Herring Gull (Larus argentatus)

The most evocative bird call I know is the wonderful 'laughing' call of the Herring Gull. As a youngster, like all kids I expect, I loved going to the seaside and when I heard this call from the chimney tops at Ryde on the Isle of Wight I knew we were there!

The Herring Gull is, perhaps, a much maligned bird because it has developed a taste for human rubbish. During the autumn and winter upwards of 1,000 fly over us (near Wareham) every morning on their way to the landfill sites on the Bere Regis road and then, every evening, they make their way back to Poole Harbour to roost. Sometimes, when disturbed, they all rise into the sky in a towering cloud of birds all 'mewing' anxiously to each other.

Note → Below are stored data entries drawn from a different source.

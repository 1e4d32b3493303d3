use std::collections::{BTreeMap, BTreeSet};
use std::fmt;
use std::ops::Bound;
use std::sync::Arc;

use async_trait::async_trait;
use staleward_model::{HostId, HostRecord, TenantId};
use tokio::sync::Mutex;

use crate::error::StorageError;
use crate::scan::ScanOrder;

use super::{
    ChunkPage, ChunkRequest, HostSession, HostStore, HostUpdate, PolicyRecord,
    StorageResult,
};

/// In-process host store. Keeps hosts in scan order and records session
/// lifecycle and writes so tests can assert on them.
#[derive(Clone, Default)]
pub struct MemoryHostStore {
    state: Arc<Mutex<MemoryState>>,
}

#[derive(Debug, Default)]
struct MemoryState {
    hosts: BTreeMap<(TenantId, HostId), HostRecord>,
    policies: Vec<PolicyRecord>,
    writes: Vec<HostUpdate>,
    sessions_opened: usize,
    sessions_closed: usize,
    queries: usize,
    fail_open: bool,
    fail_policy_loads: bool,
    fail_query_at: Option<usize>,
    fail_writes_for: BTreeSet<HostId>,
}

impl fmt::Debug for MemoryHostStore {
    fn fmt(&self, f: &mut fmt::Formatter<'_>) -> fmt::Result {
        let mut debug = f.debug_struct("MemoryHostStore");
        match self.state.try_lock() {
            Ok(state) => {
                debug
                    .field("hosts", &state.hosts.len())
                    .field("policies", &state.policies.len())
                    .field("sessions_opened", &state.sessions_opened)
                    .field("sessions_closed", &state.sessions_closed);
            }
            Err(_) => {
                debug.field("state", &"<locked>");
            }
        }
        debug.finish()
    }
}

impl MemoryHostStore {
    pub fn new() -> Self {
        Self::default()
    }

    pub async fn insert_host(&self, host: HostRecord) {
        let mut state = self.state.lock().await;
        state.hosts.insert((host.tenant_id.clone(), host.id), host);
    }

    pub async fn extend_hosts(&self, hosts: impl IntoIterator<Item = HostRecord>) {
        let mut state = self.state.lock().await;
        for host in hosts {
            state.hosts.insert((host.tenant_id.clone(), host.id), host);
        }
    }

    pub async fn hosts(&self) -> Vec<HostRecord> {
        self.state.lock().await.hosts.values().cloned().collect()
    }

    /// Stores a policy row verbatim, bypassing validation.
    pub async fn put_policy_record(&self, record: PolicyRecord) {
        self.state.lock().await.policies.push(record);
    }

    pub async fn policy_records(&self) -> Vec<PolicyRecord> {
        self.state.lock().await.policies.clone()
    }

    pub async fn writes(&self) -> Vec<HostUpdate> {
        self.state.lock().await.writes.clone()
    }

    pub async fn sessions_opened(&self) -> usize {
        self.state.lock().await.sessions_opened
    }

    pub async fn sessions_closed(&self) -> usize {
        self.state.lock().await.sessions_closed
    }

    pub async fn query_count(&self) -> usize {
        self.state.lock().await.queries
    }

    pub async fn fail_open(&self, fail: bool) {
        self.state.lock().await.fail_open = fail;
    }

    pub async fn fail_policy_loads(&self, fail: bool) {
        self.state.lock().await.fail_policy_loads = fail;
    }

    /// Make the `n`th query (1-based, counted across sessions) fail.
    pub async fn fail_query_at(&self, n: usize) {
        self.state.lock().await.fail_query_at = Some(n);
    }

    pub async fn fail_write_for(&self, host_id: HostId) {
        self.state.lock().await.fail_writes_for.insert(host_id);
    }
}

#[async_trait]
impl HostStore for MemoryHostStore {
    async fn open_session(&self) -> StorageResult<Box<dyn HostSession>> {
        let mut state = self.state.lock().await;
        if state.fail_open {
            return Err(StorageError::Unavailable(
                "memory store configured to refuse sessions".into(),
            ));
        }
        state.sessions_opened += 1;
        Ok(Box::new(MemorySession {
            state: Arc::clone(&self.state),
            closed: false,
        }))
    }
}

struct MemorySession {
    state: Arc<Mutex<MemoryState>>,
    closed: bool,
}

impl MemorySession {
    fn ensure_open(&self) -> StorageResult<()> {
        if self.closed {
            return Err(StorageError::SessionClosed);
        }
        Ok(())
    }
}

#[async_trait]
impl HostSession for MemorySession {
    async fn load_all_policies(&mut self) -> StorageResult<Vec<PolicyRecord>> {
        self.ensure_open()?;
        let state = self.state.lock().await;
        if state.fail_policy_loads {
            return Err(StorageError::Unavailable(
                "policy table unreachable".into(),
            ));
        }
        Ok(state.policies.clone())
    }

    async fn load_policy(
        &mut self,
        tenant_id: &TenantId,
    ) -> StorageResult<Option<PolicyRecord>> {
        self.ensure_open()?;
        let state = self.state.lock().await;
        Ok(state
            .policies
            .iter()
            .find(|record| record.tenant_id == tenant_id.as_str())
            .cloned())
    }

    async fn upsert_policy(&mut self, record: &PolicyRecord) -> StorageResult<()> {
        self.ensure_open()?;
        let mut state = self.state.lock().await;
        state
            .policies
            .retain(|existing| existing.tenant_id != record.tenant_id);
        state.policies.push(record.clone());
        Ok(())
    }

    async fn delete_policy(
        &mut self,
        tenant_id: &TenantId,
    ) -> StorageResult<bool> {
        self.ensure_open()?;
        let mut state = self.state.lock().await;
        let before = state.policies.len();
        state
            .policies
            .retain(|existing| existing.tenant_id != tenant_id.as_str());
        Ok(state.policies.len() != before)
    }

    async fn query(&mut self, request: &ChunkRequest) -> StorageResult<ChunkPage> {
        self.ensure_open()?;
        let mut state = self.state.lock().await;
        state.queries += 1;
        if state.fail_query_at == Some(state.queries) {
            return Err(StorageError::Unavailable(format!(
                "injected failure on query {}",
                state.queries
            )));
        }

        // The map key is already `(tenant_id, host_id)` in byte order.
        let lower = match (request.order, &request.after) {
            (ScanOrder::TenantThenHost, Some(cursor)) => Bound::Excluded((
                cursor.tenant_id.clone(),
                cursor.host_id,
            )),
            (ScanOrder::TenantThenHost, None) => Bound::Unbounded,
        };
        let records: Vec<HostRecord> = state
            .hosts
            .range((lower, Bound::Unbounded))
            .map(|(_, host)| host)
            .filter(|host| request.predicate.matches(host))
            .take(request.limit)
            .cloned()
            .collect();

        let next = if records.len() == request.limit {
            records.last().map(crate::scan::ScanCursor::from_record)
        } else {
            None
        };
        Ok(ChunkPage { records, next })
    }

    async fn write_host(&mut self, update: &HostUpdate) -> StorageResult<()> {
        self.ensure_open()?;
        let mut state = self.state.lock().await;
        if state.fail_writes_for.contains(&update.id) {
            return Err(StorageError::Unavailable(format!(
                "injected write failure for host {}",
                update.id
            )));
        }
        let key = (update.tenant_id.clone(), update.id);
        let Some(host) = state.hosts.get_mut(&key) else {
            return Err(StorageError::HostNotFound(update.id));
        };
        host.groups = update.groups.clone();
        host.per_reporter_staleness = update.per_reporter_staleness.clone();
        state.writes.push(update.clone());
        Ok(())
    }

    async fn close(&mut self) -> StorageResult<()> {
        if !self.closed {
            self.closed = true;
            self.state.lock().await.sessions_closed += 1;
        }
        Ok(())
    }
}

#[cfg(test)]
mod tests {
    use super::*;
    use crate::scan::ScanCursor;
    use crate::staleness::HostPredicate;
    use chrono::DateTime;

    fn host(tenant: &str) -> HostRecord {
        HostRecord::new(
            HostId::new(),
            TenantId::new(tenant).unwrap(),
            DateTime::from_timestamp(1_000, 0).unwrap(),
            "puptoo",
        )
    }

    fn request(limit: usize, after: Option<ScanCursor>) -> ChunkRequest {
        ChunkRequest {
            predicate: HostPredicate::Always,
            order: ScanOrder::TenantThenHost,
            limit,
            after,
        }
    }

    #[tokio::test]
    async fn pages_follow_tenant_then_host_order() {
        let store = MemoryHostStore::new();
        store
            .extend_hosts([host("org-b"), host("org-a"), host("org-b")])
            .await;
        let mut session = store.open_session().await.unwrap();

        let first = session.query(&request(2, None)).await.unwrap();
        assert_eq!(first.records.len(), 2);
        assert_eq!(first.records[0].tenant_id.as_str(), "org-a");
        let cursor = first.next.clone().unwrap();

        let second = session.query(&request(2, Some(cursor))).await.unwrap();
        assert_eq!(second.records.len(), 1);
        assert!(second.next.is_none());
        assert!(first.records[1].scan_key() < second.records[0].scan_key());
    }

    #[tokio::test]
    async fn closed_session_rejects_queries_and_counts_once() {
        let store = MemoryHostStore::new();
        let mut session = store.open_session().await.unwrap();
        session.close().await.unwrap();
        session.close().await.unwrap();

        assert!(matches!(
            session.query(&request(1, None)).await,
            Err(StorageError::SessionClosed)
        ));
        assert_eq!(store.sessions_opened().await, 1);
        assert_eq!(store.sessions_closed().await, 1);
    }

    #[tokio::test]
    async fn write_to_unknown_host_fails() {
        let store = MemoryHostStore::new();
        let mut session = store.open_session().await.unwrap();
        let update = HostUpdate {
            id: HostId::new(),
            tenant_id: TenantId::new("org-a").unwrap(),
            groups: Vec::new(),
            per_reporter_staleness: BTreeMap::new(),
        };
        assert!(matches!(
            session.write_host(&update).await,
            Err(StorageError::HostNotFound(_))
        ));
    }
}
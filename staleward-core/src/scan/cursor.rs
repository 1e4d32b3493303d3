use std::fmt;

use serde::{Deserialize, Serialize};
use staleward_model::{HostId, HostRecord, TenantId};

/// Keyset bookmark: the last `(tenant_id, host_id)` returned. The next
/// chunk starts strictly after it.
#[derive(
    Clone, Debug, Hash, Eq, PartialEq, PartialOrd, Ord, Serialize, Deserialize,
)]
pub struct ScanCursor {
    pub tenant_id: TenantId,
    pub host_id: HostId,
}

impl ScanCursor {
    pub fn new(tenant_id: TenantId, host_id: HostId) -> Self {
        Self { tenant_id, host_id }
    }

    pub fn from_record(record: &HostRecord) -> Self {
        Self::new(record.tenant_id.clone(), record.id)
    }

    /// Whether `record` sorts strictly after this bookmark.
    pub fn precedes(&self, record: &HostRecord) -> bool {
        (&self.tenant_id, &self.host_id) < record.scan_key()
    }
}

impl fmt::Display for ScanCursor {
    fn fmt(&self, f: &mut fmt::Formatter<'_>) -> fmt::Result {
        write!(f, "{}/{}", self.tenant_id, self.host_id)
    }
}

/// Ordering applied to every scan. Only one ordering is supported; the
/// cursor format depends on it.
#[derive(Debug, Clone, Copy, Default, PartialEq, Eq)]
pub enum ScanOrder {
    #[default]
    TenantThenHost,
}
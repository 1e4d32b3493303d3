//! # Staleward Core
//!
//! Engine for classifying inventory hosts by check-in staleness and for
//! running the maintenance jobs built on that classification.
//!
//! ## Overview
//!
//! - **Classification**: map a host's last check-in to
//!   `fresh`/`stale`/`stale_warning`/`culled` under its tenant's policy
//! - **Predicates**: turn "hosts in these states" into a storage filter,
//!   one branch per custom-policy tenant plus the default branch
//! - **Chunked scans**: keyset-paginated reads in `(tenant, host)` order
//! - **Emission**: one lifecycle event per host over a message bus
//! - **Jobs**: stale-host notification, host synchronization and the
//!   reporter staleness refresh, sharing one orchestrator
//!
//! ## Feature Flags
//!
//! - `postgres`: PostgreSQL host store (SQLx)
//! - `redis`: Redis stream event producer
//! - `database`: both of the above (default)
//!
//! Without adapters the in-memory store and bus are still available.
//!
//! ## Example
//!
//! ```no_run
//! use std::sync::Arc;
//!
//! use chrono::Utc;
//! use staleward_core::{
//!     bus::{MemoryEventBus, Topics},
//!     context::RunContext,
//!     jobs::{JobKind, JobOrchestrator, JobSpec},
//!     policy::PolicyResolver,
//!     storage::MemoryHostStore,
//! };
//! use staleward_model::{PolicyDeltas, StalenessDeltas};
//!
//! # async fn run() -> Result<(), Box<dyn std::error::Error>> {
//! let deltas = StalenessDeltas::from_seconds(86_400, 604_800, 1_209_600)?;
//! let orchestrator = JobOrchestrator::new(
//!     Arc::new(MemoryHostStore::new()),
//!     Arc::new(MemoryEventBus::new()),
//!     PolicyResolver::new(PolicyDeltas::new(deltas, deltas)?),
//!     Topics {
//!         events: "platform.inventory.events".into(),
//!         notifications: "platform.notifications.ingress".into(),
//!     },
//! );
//! let summary = orchestrator
//!     .run(
//!         &JobSpec::new(JobKind::StaleHostNotification),
//!         &RunContext::new(Utc::now()),
//!     )
//!     .await?;
//! println!("delivered {} events", summary.delivered);
//! # Ok(())
//! # }
//! ```

#![cfg_attr(docsrs, feature(doc_cfg))]
#![allow(missing_docs)]

pub mod bus;
pub mod context;
pub mod error;
pub mod jobs;
pub mod metrics;
pub mod policy;
pub mod scan;
pub mod staleness;
pub mod storage;

pub use error::{JobError, JobFailure, Result};
pub use jobs::{JobKind, JobOrchestrator, JobSpec, RunSummary, ShutdownSignal};
pub use policy::{PolicyResolver, PolicySet};
pub use staleness::{ClassifyPolicy, HostPredicate, PredicateBuilder, classify};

In spring, the birds spread out along our coastline, especially on the cliffs, to nest and our daily processions declines in numbers for a while. They also tend to see a house top as a cliff and readily nest up against chimney stacks which makes them unpopular with the house owners.

The are a common sight in Dorset, much bigger than the Black Headed Gull with yellow legs and bill, and the bill has a red patch on the underside, more noticeable in the breeding season.

People find it hard to believe that Herring Gull numbers are falling, just as with many other sea birds, and this thought to be linked to the declining health of our seas.